(TO DO) Look through the records below for the line holding "self.fields.push(field);". Write it out exactly, with each following line through the line holding "field by name.".

[Dataset entries]
= = = = = = =

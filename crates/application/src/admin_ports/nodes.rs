use async_trait::async_trait;

use warden_core::AppResult;
use warden_domain::TreeNode;

/// Read port for the permission node forest.
#[async_trait]
pub trait PermissionNodeRepository: Send + Sync {
    /// Lists every permission node.
    async fn all_nodes(&self) -> AppResult<Vec<TreeNode>>;
}

/// Read port for the menu node forest.
#[async_trait]
pub trait MenuNodeRepository: Send + Sync {
    /// Lists every menu node.
    async fn all_nodes(&self) -> AppResult<Vec<TreeNode>>;
}

/// Shared cache of the menu structure.
#[async_trait]
pub trait MenuCache: Send + Sync {
    /// Returns the cached menu nodes, if present.
    async fn get_menu(&self) -> AppResult<Option<Vec<TreeNode>>>;

    /// Stores the menu nodes.
    async fn put_menu(&self, nodes: &[TreeNode]) -> AppResult<()>;

    /// Drops the cached menu so the next read reloads it.
    async fn invalidate(&self) -> AppResult<()>;
}
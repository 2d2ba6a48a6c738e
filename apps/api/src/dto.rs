mod admin;
mod common;

pub use admin::{
    AccountResponse, DetailScreenResponse, FormQueryParams, FormScreenResponse,
    GridQueryParams, GridRowResponse, GridScreenResponse, MenuResponse, RoleResponse,
    RoleSummaryResponse,
};
pub use common::{HealthDependencyStatus, HealthResponse};
use super::checks::{check_postgres, check_redis};
use super::*;

pub async fn health_handler(State(state): State<AppState>) -> (StatusCode, Json<HealthResponse>) {
    let postgres = check_postgres(state.postgres_pool.clone()).await;
    let redis = check_redis(state.redis_client.clone()).await;

    let ready = is_usable(postgres.status) && is_usable(redis.status);
    let status = if ready { "ok" } else { "degraded" };
    let http_status = if ready {
        StatusCode::OK
    } else {
        StatusCode::SERVICE_UNAVAILABLE
    };

    (
        http_status,
        Json(HealthResponse {
            status,
            ready,
            postgres,
            redis,
        }),
    )
}

fn is_usable(status: &str) -> bool {
    status != "error"
}
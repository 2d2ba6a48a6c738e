use serde::{Deserialize, Serialize};
use serde_json::{Map, Value};

use super::{DisplayTransform, Label, ResourceKind, Transform};
use crate::TreeViewModel;

/// How a detail field is drawn.
#[derive(Debug, Clone, PartialEq, Eq, Serialize, Deserialize)]
#[serde(tag = "kind", content = "tree", rename_all = "snake_case")]
pub enum DetailWidget {
    /// Plain escaped text.
    Text,
    /// Image preview of a stored reference.
    Image,
    /// List of badges.
    Labels,
    /// Pre-built checkbox tree rendered unescaped.
    Tree(TreeViewModel),
}

/// One detail view field.
#[derive(Debug, Clone, PartialEq, Eq, Serialize, Deserialize)]
pub struct DetailField {
    name: String,
    label: Label,
    transform: Option<DisplayTransform>,
    widget: DetailWidget,
}

impl DetailField {
    /// Creates a text field.
    #[must_use]
    pub fn new(name: impl Into<String>, label: Label) -> Self {
        Self {
            name: name.into(),
            label,
            transform: None,
            widget: DetailWidget::Text,
        }
    }

    /// Applies a display transform to the stored value.
    #[must_use]
    pub fn display(mut self, transform: DisplayTransform) -> Self {
        self.transform = Some(transform);
        self
    }

    /// Selects the widget.
    #[must_use]
    pub fn widget(mut self, widget: DetailWidget) -> Self {
        self.widget = widget;
        self
    }

    /// Returns the field name.
    #[must_use]
    pub fn name(&self) -> &str {
        self.name.as_str()
    }

    /// Returns the label.
    #[must_use]
    pub fn label(&self) -> &Label {
        &self.label
    }

    /// Returns the widget.
    #[must_use]
    pub fn widget_kind(&self) -> &DetailWidget {
        &self.widget
    }
}

/// Declared detail view of one record.
#[derive(Debug, Clone, PartialEq, Eq, Serialize, Deserialize)]
pub struct DetailDeclaration {
    resource: ResourceKind,
    record_id: i64,
    fields: Vec<DetailField>,
    delete_enabled: bool,
}

impl DetailDeclaration {
    /// Starts an empty detail view for a record.
    #[must_use]
    pub fn new(resource: ResourceKind, record_id: i64) -> Self {
        Self {
            resource,
            record_id,
            fields: Vec::new(),
            delete_enabled: true,
        }
    }

    /// Appends a field.
    #[must_use]
    pub fn field(mut self, field: DetailField) -> Self {
        self.fields.push(field);
        self
    }

    /// Hides the delete button.
    #[must_use]
    pub fn disable_delete(mut self) -> Self {
        self.delete_enabled = false;
        self
    }

    /// Returns the resource.
    #[must_use]
    pub fn resource(&self) -> ResourceKind {
        self.resource
    }

    /// Returns the shown record id.
    #[must_use]
    pub fn record_id(&self) -> i64 {
        self.record_id
    }

    /// Returns the fields in display order.
    #[must_use]
    pub fn fields(&self) -> &[DetailField] {
        &self.fields
    }

    /// Returns a field by name.
    #[must_use]
    pub fn field_named(&self, name: &str) -> Option<&DetailField> {
        self.fields.iter().find(|field| field.name() == name)
    }

    /// Returns whether the delete button is shown.
    #[must_use]
    pub fn delete_enabled(&self) -> bool {
        self.delete_enabled
    }

    /// Renders display values keyed by field name. Tree fields carry their
    /// model in the widget and render as null here.
    #[must_use]
    pub fn render(&self, record: &Map<String, Value>) -> Map<String, Value> {
        self.fields
            .iter()
            .map(|field| {
                let value = match (&field.widget, &field.transform) {
                    (DetailWidget::Tree(_), _) => Value::Null,
                    (_, Some(transform)) => {
                        transform.apply(record.get(field.name()).unwrap_or(&Value::Null))
                    }
                    (_, None) => record.get(field.name()).cloned().unwrap_or(Value::Null),
                };
                (field.name().to_owned(), value)
            })
            .collect()
    }
}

= = = = = = =

(RESPONSE TO THE EXERCISE)
        self.fields.push(field);
        self
    }

    /// Hides the delete button.
    #[must_use]
    pub fn disable_delete(mut self) -> Self {
        self.delete_enabled = false;
        self
    }

    /// Returns the resource.
    #[must_use]
    pub fn resource(&self) -> ResourceKind {
        self.resource
    }

    /// Returns the shown record id.
    #[must_use]
    pub fn record_id(&self) -> i64 {
        self.record_id
    }

    /// Returns the fields in display order.
    #[must_use]
    pub fn fields(&self) -> &[DetailField] {
        &self.fields
    }

    /// Returns a field by name.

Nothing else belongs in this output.